EMORY (US) — Women who experience significant shock release high blood levels of a hormone linked to post traumatic stress disorder. The same is not true for men.
The hormone, called PACAP (pituitary adenylate cyclase-activating polypeptide), modulates central nervous system activity, metabolism, blood pressure, pain sensitivity and immune function in the body and the brain.
Its identification as an indicator of PTSD may lead to new diagnostic tools and eventually, to new treatments for anxiety disorders.
“Few biological markers have been available for PTSD or for psychiatric diseases in general,” says Kerry Ressler, associate professor of psychiatry and behavioral sciences at Emory University and the study’s first author. “These results give us a new window into the biology of PTSD.”
Women with high blood levels of PACAP display more of the symptoms of PTSD, such as difficulty discriminating between fear and safety signals and being easier to startle.
In a group of 64 people, most of whom had experienced significant trauma, women with above-average PACAP levels had PTSD symptom scores five times those of women with less-than-average PACAP levels.
A variation in the gene for PACAP’s receptor, which may change how it responds to estrogen, is also linked to PTSD risk in women only.
Despite comparable levels of trauma, women in the study with the more protective PACAP receptor gene variation have lower rates of PTSD than men, whereas those with the risk gene variation had higher rates of PTSD.
“What this says is that men and women who have been traumatized may arrive at PTSD by different biological pathways,” Ressler says. “In this case, we have a clue how that works, in that the genetic data point to changes in the ability to respond to estrogen.”
The results are published in the journal Nature.
The findings emerged from the Grady Trauma Project, a study of more than 1,200 low-income Atlanta residents with high levels of exposure to violence and physical and sexual abuse, resulting in high rates of civilian PTSD.
Beginning in 2005, patients in primary care, ob-gyn, and other clinic waiting areas of Grady Memorial Hospital in Atlanta were asked to complete questionnaires on their life histories and to provide saliva and blood samples for DNA and other analyses.
Ressler is co-director of the Grady Trauma Project, along with study co-author Bekh Bradley, assistant professor of psychiatry and behavioral sciences.

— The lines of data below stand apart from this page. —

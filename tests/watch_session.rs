// tests/watch_session.rs

mod common;

use std::sync::Arc;
use std::time::Duration;

use common::{ProjectFixture, TestResult, init_tracing, mock_path, mock_project, with_timeout};

use assetflow::dag::{TaskId, TaskRegistry};
use assetflow::engine::{Orchestrator, TriggerQueue};
use assetflow::exec::BuildContext;
use assetflow::fs::FileSystem;
use assetflow::livesync::{LiveSyncHandle, Notification};
use assetflow::watch::{
    AfterBuild, WatchBinding, WatchEvent, WatchSession, default_bindings, spawn_watcher,
    tasks_for_path,
};
use notify::event::{AccessKind, CreateKind, EventKind};
use tokio::sync::mpsc;

fn session_for(ctx: BuildContext) -> Result<WatchSession, Box<dyn std::error::Error>> {
    let bindings = default_bindings(&ctx)?;
    let orchestrator = Orchestrator::new(TaskRegistry::standard()?, Arc::new(ctx));
    Ok(WatchSession::new(orchestrator, bindings))
}

#[test]
fn stylesheets_trigger_css_and_scripts_trigger_js() -> TestResult {
    let (fs, ctx) = mock_project(&[
        ("src/scss/partials/_nav.scss", ".nav {}\n"),
        ("src/js/lib/menu.js", "menu();\n"),
        ("src/scss/notes.txt", "not a stylesheet"),
    ]);
    let bindings = default_bindings(&ctx)?;

    assert_eq!(
        tasks_for_path(&*fs, &bindings, &mock_path("src/scss/partials/_nav.scss")),
        vec![TaskId::Css]
    );
    assert_eq!(
        tasks_for_path(&*fs, &bindings, &mock_path("src/js/lib/menu.js")),
        vec![TaskId::Js]
    );
    assert!(tasks_for_path(&*fs, &bindings, &mock_path("src/scss/notes.txt")).is_empty());
    assert!(tasks_for_path(&*fs, &bindings, &mock_path("static/js/script.min.js")).is_empty());
    Ok(())
}

#[test]
fn single_star_does_not_cross_directories() -> TestResult {
    let binding = WatchBinding::new(TaskId::Css, "/project/src", &["*.scss"], AfterBuild::Nothing)?;
    assert!(binding.matches("style.scss"));
    assert!(!binding.matches("partials/_a.scss"));
    Ok(())
}

#[test]
fn events_without_content_change_are_ignored() -> TestResult {
    let (fs, ctx) = mock_project(&[("src/scss/style.scss", "a { color: red; }\n")]);
    let mut session = session_for(ctx)?;
    let style = mock_path("src/scss/style.scss");

    assert_eq!(session.prime()?, 1);
    assert!(session.on_change(&style).is_empty());

    fs.add_file(&style, "a { color: blue; }\n");
    assert_eq!(session.on_change(&style), vec![TaskId::Css]);
    assert!(session.on_change(&style).is_empty());

    let report = session.report();
    assert_eq!(report.triggers, 1);
    assert_eq!(report.ignored, 2);
    Ok(())
}

#[test]
fn repeated_triggers_coalesce_into_one_build() -> TestResult {
    let (fs, ctx) = mock_project(&[("src/js/script.js", "a();\n")]);
    let mut session = session_for(ctx)?;
    let script = mock_path("src/js/script.js");

    session.on_change(&script);
    fs.add_file(&script, "b();\n");
    session.on_change(&script);

    assert_eq!(session.queue().len(), 1);
    assert_eq!(session.queue().received(), 2);
    Ok(())
}

#[test]
fn deleted_file_still_triggers_a_rebuild() -> TestResult {
    let (_fs, ctx) = mock_project(&[]);
    let mut session = session_for(ctx)?;

    let tasks = session.on_change(&mock_path("src/js/removed.js"));

    assert_eq!(tasks, vec![TaskId::Js]);
    Ok(())
}

#[test]
fn trigger_queue_drains_in_task_order() {
    let mut queue = TriggerQueue::new();
    queue.record_trigger(TaskId::Js);
    queue.record_trigger(TaskId::Css);
    queue.record_trigger(TaskId::Js);

    assert_eq!(queue.drain_pending(), vec![TaskId::Css, TaskId::Js]);
    assert!(queue.is_empty());
    assert_eq!(queue.received(), 3);
    assert!(queue.drain_pending().is_empty());
}

#[tokio::test]
async fn failed_rebuild_keeps_the_session_alive() -> TestResult {
    init_tracing();
    let (fs, ctx) = mock_project(&[
        ("src/scss/style.scss", "@import \"missing\";\n"),
        ("src/js/script.js", "go();\n"),
    ]);
    let sync = LiveSyncHandle::start("http://localhost:8080/")?;
    let mut client = sync.subscribe();
    let session = session_for(ctx.with_live_sync(sync))?;

    let (tx, rx) = mpsc::unbounded_channel();
    tx.send(WatchEvent::Changed(mock_path("src/scss/style.scss")))?;
    tx.send(WatchEvent::Changed(mock_path("src/js/script.js")))?;
    let handle = tokio::spawn(session.run(rx));

    let notification = with_timeout(client.recv()).await?;
    assert_eq!(notification, Notification::Reload);
    tx.send(WatchEvent::Shutdown)?;

    let report = with_timeout(handle).await?;
    assert_eq!(report.triggers, 2);
    assert_eq!(report.builds, 2);
    assert_eq!(report.failed_builds, 1);
    assert_eq!(fs.read_to_string(&mock_path("static/js/script.min.js"))?, "go();\n");
    assert!(!fs.exists(&mock_path("static/css/style.min.css")));
    Ok(())
}

#[test]
fn autofix_rewrite_is_not_seen_as_an_edit() -> TestResult {
    let (fs, ctx) = mock_project(&[("src/js/script.js", "var a = 1\n")]);
    let mut session = session_for(ctx.clone())?;
    let script = mock_path("src/js/script.js");
    session.prime()?;

    let report = assetflow::script::lint_scripts(&ctx)?;
    assert_eq!(report.files_fixed, vec![script.clone()]);
    assert_eq!(fs.read_to_string(&script)?, "var a = 1;\n");

    assert!(session.on_change(&script).is_empty());
    assert_eq!(session.absorb_own_writes(), 0);

    fs.add_file(&script, "var a = 2;\n");
    assert_eq!(session.on_change(&script), vec![TaskId::Js]);
    Ok(())
}

#[tokio::test]
async fn js_rebuild_with_autofix_reloads_once() -> TestResult {
    let (fs, ctx) = mock_project(&[("src/js/script.js", "go();\n")]);
    let sync = LiveSyncHandle::start("http://localhost:8080/")?;
    let mut client = sync.subscribe();
    let mut session = session_for(ctx.with_live_sync(sync))?;
    let script = mock_path("src/js/script.js");
    session.prime()?;

    fs.add_file(&script, "go()\n");
    let (tx, rx) = mpsc::unbounded_channel();
    tx.send(WatchEvent::Changed(script.clone()))?;
    let handle = tokio::spawn(session.run(rx));

    assert_eq!(with_timeout(client.recv()).await?, Notification::Reload);
    // The lint fix rewrote the source; its change event follows the build.
    tx.send(WatchEvent::Changed(script.clone()))?;
    tx.send(WatchEvent::Shutdown)?;

    let report = with_timeout(handle).await?;
    assert_eq!(report.triggers, 1);
    assert_eq!(report.builds, 1);
    assert_eq!(fs.read_to_string(&script)?, "go();\n");
    assert!(client.try_recv().is_err(), "second reload sent");
    Ok(())
}

#[tokio::test]
async fn closing_the_event_channel_ends_the_session() -> TestResult {
    let (_fs, ctx) = mock_project(&[]);
    let session = session_for(ctx)?;
    let (tx, rx) = mpsc::unbounded_channel::<WatchEvent>();
    drop(tx);

    let report = with_timeout(session.run(rx)).await;

    assert_eq!(report.builds, 0);
    Ok(())
}

#[test]
fn access_events_are_not_changes() {
    assert!(!assetflow::watch::watcher::is_relevant(&EventKind::Access(AccessKind::Any)));
    assert!(assetflow::watch::watcher::is_relevant(&EventKind::Create(CreateKind::File)));
}

#[tokio::test]
async fn real_watcher_reports_written_files() -> TestResult {
    let project = ProjectFixture::new().file("src/scss/style.scss", "a {}\n");
    let root = project.path("src/scss");
    let (tx, mut rx) = mpsc::unbounded_channel();
    let _handle = spawn_watcher(root.clone(), tx)?;

    tokio::time::sleep(Duration::from_millis(100)).await;
    project.write("src/scss/style.scss", "b {}\n");

    let seen = with_timeout(async {
        while let Some(event) = rx.recv().await {
            if let WatchEvent::Changed(path) = event {
                if path.file_name() == root.join("style.scss").file_name() {
                    return true;
                }
            }
        }
        false
    })
    .await;
    assert!(seen, "no change event for style.scss");
    Ok(())
}
// src/engine/mod.rs

//! Orchestration engine.
//!
//! This module ties together:
//! - the plan scheduler
//! - the main runtime event loop that reacts to:
//!   - run requests
//!   - task completion events
//!   - shutdown signals
//! - the trigger queue used by watch mode for changes arriving mid-build
//!
//! The pure core state machine lives in [`core`]; the async/IO shell is
//! implemented in [`runtime`]. [`orchestrator`] wires them to a plan and an
//! executor.

use crate::dag::TaskId;

/// Outcome of a leaf action for the scheduler.
#[derive(Debug, Clone, PartialEq, Eq)]
pub enum TaskOutcome {
    Success,
    /// Failed with a human-readable reason.
    Failed(String),
}

/// Runtime options used by both the core and the async shell.
#[derive(Debug, Clone, Copy)]
pub struct RuntimeOptions {
    /// Exit the runtime once the run is finished.
    pub exit_when_idle: bool,
}

impl Default for RuntimeOptions {
    fn default() -> Self {
        Self {
            exit_when_idle: true,
        }
    }
}

/// Events flowing into the runtime.
#[derive(Debug, Clone)]
pub enum RuntimeEvent {
    /// Start a run of the whole plan.
    RunRequested,
    /// A leaf action finished.
    TaskCompleted { task: TaskId, outcome: TaskOutcome },
    /// Stop without waiting for running actions (e.g. Ctrl-C).
    ShutdownRequested,
}

pub mod core;
pub mod event_handlers;
pub mod orchestrator;
pub mod queue;
pub mod runtime;

pub use core::CoreRuntime;
pub use event_handlers::{CoreCommand, CoreStep};
pub use orchestrator::{Orchestrator, run_plan};
pub use queue::TriggerQueue;
pub use runtime::Runtime;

To explore how the PACAP pathway responds to stress and hormones, Ressler teamed up with researchers at the University of Vermont who had been studying PACAP in animals.
Previous experiments showed that in rats experiencing stress, PACAP is increased ten-fold in a part of the brain called the BNST (bed nucleus of the stria terminalis), which scientists have shown is critical for anxiety behavior.
In the Nature paper, they demonstrate that the gene for the PACAP receptor is also activated by stress and the hormone estrogen.
“In the brain, PACAP can activate brain cells, and it is also neurotrophic, helping brain cells survive, grow and form connections,” says Jom Hammack, assistant professor of psychology at the University of Vermont.
“In many brain areas, this is great, but in others, such as those involved in sustained anxiety behavior, this might not be so good.”
“These studies may offer opportunities to distinguish people with PTSD and related anxiety disorders from other behavioral disorders, and identify people in high stress occupations or environments who may be prone to PTSD,” says Victor May, professor of anatomy and neurobiology at Vermont.
It will be important to replicate the finding in separate population groups including in veterans with PTSD. In addition, identifying when PACAP levels rise in the brain and blood during the development of PTSD will help determine whether drugs that act against PACAP could aid in treatment.
The research was supported by the National Institutes of Health, the American Foundation for Suicide Prevention, and the Burroughs Wellcome Fund.